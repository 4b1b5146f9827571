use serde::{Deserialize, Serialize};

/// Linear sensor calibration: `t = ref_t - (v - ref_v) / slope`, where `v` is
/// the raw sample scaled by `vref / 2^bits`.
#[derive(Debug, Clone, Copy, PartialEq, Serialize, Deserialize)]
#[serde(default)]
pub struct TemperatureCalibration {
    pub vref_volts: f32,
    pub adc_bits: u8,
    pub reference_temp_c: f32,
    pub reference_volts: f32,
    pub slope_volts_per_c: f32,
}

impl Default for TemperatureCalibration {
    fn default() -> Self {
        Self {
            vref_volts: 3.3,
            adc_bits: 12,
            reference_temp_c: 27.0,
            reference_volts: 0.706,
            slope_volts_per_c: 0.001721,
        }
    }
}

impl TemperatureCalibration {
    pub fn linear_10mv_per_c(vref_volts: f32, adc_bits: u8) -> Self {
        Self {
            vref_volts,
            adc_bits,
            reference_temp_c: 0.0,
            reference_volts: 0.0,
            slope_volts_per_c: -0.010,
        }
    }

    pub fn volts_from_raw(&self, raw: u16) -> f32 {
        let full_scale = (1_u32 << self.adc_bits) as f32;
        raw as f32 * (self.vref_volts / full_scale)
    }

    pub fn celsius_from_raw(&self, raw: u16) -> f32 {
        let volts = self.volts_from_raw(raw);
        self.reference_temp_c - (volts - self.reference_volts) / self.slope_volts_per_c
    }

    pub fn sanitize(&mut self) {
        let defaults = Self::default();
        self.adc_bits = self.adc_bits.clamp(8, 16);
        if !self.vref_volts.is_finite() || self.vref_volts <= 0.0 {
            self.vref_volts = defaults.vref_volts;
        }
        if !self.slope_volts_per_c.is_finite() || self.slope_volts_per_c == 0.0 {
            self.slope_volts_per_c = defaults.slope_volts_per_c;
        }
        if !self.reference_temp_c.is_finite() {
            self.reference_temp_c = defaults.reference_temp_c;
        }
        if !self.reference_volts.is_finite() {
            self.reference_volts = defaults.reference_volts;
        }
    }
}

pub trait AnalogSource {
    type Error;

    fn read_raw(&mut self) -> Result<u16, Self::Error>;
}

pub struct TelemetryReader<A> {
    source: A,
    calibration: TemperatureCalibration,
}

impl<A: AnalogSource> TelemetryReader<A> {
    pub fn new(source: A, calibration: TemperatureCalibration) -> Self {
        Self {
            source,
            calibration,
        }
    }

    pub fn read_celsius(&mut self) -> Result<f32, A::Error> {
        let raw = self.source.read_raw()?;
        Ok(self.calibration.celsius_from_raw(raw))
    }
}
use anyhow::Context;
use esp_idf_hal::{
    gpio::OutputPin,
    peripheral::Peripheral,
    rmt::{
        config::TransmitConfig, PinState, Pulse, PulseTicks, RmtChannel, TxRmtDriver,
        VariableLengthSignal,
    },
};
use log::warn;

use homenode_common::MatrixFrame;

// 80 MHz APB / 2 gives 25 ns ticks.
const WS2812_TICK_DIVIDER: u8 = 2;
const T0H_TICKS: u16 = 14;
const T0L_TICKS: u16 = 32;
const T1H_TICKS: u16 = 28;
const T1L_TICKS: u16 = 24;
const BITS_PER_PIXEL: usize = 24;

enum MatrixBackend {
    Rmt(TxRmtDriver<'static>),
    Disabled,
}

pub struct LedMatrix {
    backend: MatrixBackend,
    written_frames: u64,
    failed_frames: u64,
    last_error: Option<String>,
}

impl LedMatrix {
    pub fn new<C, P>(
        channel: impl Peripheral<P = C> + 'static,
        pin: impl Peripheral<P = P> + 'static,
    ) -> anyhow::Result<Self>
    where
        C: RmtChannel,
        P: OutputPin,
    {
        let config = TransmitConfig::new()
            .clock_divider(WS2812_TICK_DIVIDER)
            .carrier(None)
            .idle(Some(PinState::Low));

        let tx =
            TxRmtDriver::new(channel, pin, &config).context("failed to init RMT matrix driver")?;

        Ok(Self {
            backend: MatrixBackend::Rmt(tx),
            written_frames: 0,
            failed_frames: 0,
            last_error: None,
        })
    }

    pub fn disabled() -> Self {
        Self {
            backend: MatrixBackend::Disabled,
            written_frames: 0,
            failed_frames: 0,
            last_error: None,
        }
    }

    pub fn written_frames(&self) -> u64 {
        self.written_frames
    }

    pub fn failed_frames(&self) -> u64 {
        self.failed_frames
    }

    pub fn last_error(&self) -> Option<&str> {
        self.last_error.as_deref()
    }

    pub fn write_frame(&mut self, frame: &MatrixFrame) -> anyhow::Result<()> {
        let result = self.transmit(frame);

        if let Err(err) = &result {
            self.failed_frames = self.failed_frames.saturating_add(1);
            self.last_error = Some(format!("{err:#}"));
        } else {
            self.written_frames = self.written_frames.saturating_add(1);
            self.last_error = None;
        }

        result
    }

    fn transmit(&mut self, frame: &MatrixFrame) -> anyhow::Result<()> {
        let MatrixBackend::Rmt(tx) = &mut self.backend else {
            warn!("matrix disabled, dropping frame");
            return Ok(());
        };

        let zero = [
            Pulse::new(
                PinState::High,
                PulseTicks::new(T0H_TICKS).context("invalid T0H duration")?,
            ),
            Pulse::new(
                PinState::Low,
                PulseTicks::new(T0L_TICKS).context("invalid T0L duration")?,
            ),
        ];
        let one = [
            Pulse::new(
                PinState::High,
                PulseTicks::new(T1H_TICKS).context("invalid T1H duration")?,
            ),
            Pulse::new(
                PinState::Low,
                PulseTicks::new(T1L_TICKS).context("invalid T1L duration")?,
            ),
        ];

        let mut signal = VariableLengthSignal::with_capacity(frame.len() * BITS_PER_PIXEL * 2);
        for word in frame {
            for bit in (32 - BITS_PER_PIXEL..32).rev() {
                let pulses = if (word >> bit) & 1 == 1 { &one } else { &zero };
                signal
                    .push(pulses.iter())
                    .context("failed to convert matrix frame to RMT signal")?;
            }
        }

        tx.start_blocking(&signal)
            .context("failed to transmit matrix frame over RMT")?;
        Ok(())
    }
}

================

▶ INSTRUCTIONS TO FOLLOW
With the line containing "pub struct TelemetryReader<A>" as the last one, please set down exactly the lines of the records above from their very first line, and nothing more.

▶ ANSWER SECTION
repository 4b1b5146f9827571
use serde::{Deserialize, Serialize};

/// Linear sensor calibration: `t = ref_t - (v - ref_v) / slope`, where `v` is
/// the raw sample scaled by `vref / 2^bits`.
#[derive(Debug, Clone, Copy, PartialEq, Serialize, Deserialize)]
#[serde(default)]
pub struct TemperatureCalibration {
    pub vref_volts: f32,
    pub adc_bits: u8,
    pub reference_temp_c: f32,
    pub reference_volts: f32,
    pub slope_volts_per_c: f32,
}

impl Default for TemperatureCalibration {
    fn default() -> Self {
        Self {
            vref_volts: 3.3,
            adc_bits: 12,
            reference_temp_c: 27.0,
            reference_volts: 0.706,
            slope_volts_per_c: 0.001721,
        }
    }
}

impl TemperatureCalibration {
    pub fn linear_10mv_per_c(vref_volts: f32, adc_bits: u8) -> Self {
        Self {
            vref_volts,
            adc_bits,
            reference_temp_c: 0.0,
            reference_volts: 0.0,
            slope_volts_per_c: -0.010,
        }
    }

    pub fn volts_from_raw(&self, raw: u16) -> f32 {
        let full_scale = (1_u32 << self.adc_bits) as f32;
        raw as f32 * (self.vref_volts / full_scale)
    }

    pub fn celsius_from_raw(&self, raw: u16) -> f32 {
        let volts = self.volts_from_raw(raw);
        self.reference_temp_c - (volts - self.reference_volts) / self.slope_volts_per_c
    }

    pub fn sanitize(&mut self) {
        let defaults = Self::default();
        self.adc_bits = self.adc_bits.clamp(8, 16);
        if !self.vref_volts.is_finite() || self.vref_volts <= 0.0 {
            self.vref_volts = defaults.vref_volts;
        }
        if !self.slope_volts_per_c.is_finite() || self.slope_volts_per_c == 0.0 {
            self.slope_volts_per_c = defaults.slope_volts_per_c;
        }
        if !self.reference_temp_c.is_finite() {
            self.reference_temp_c = defaults.reference_temp_c;
        }
        if !self.reference_volts.is_finite() {
            self.reference_volts = defaults.reference_volts;
        }
    }
}

pub trait AnalogSource {
    type Error;

    fn read_raw(&mut self) -> Result<u16, Self::Error>;
}

pub struct TelemetryReader<A> {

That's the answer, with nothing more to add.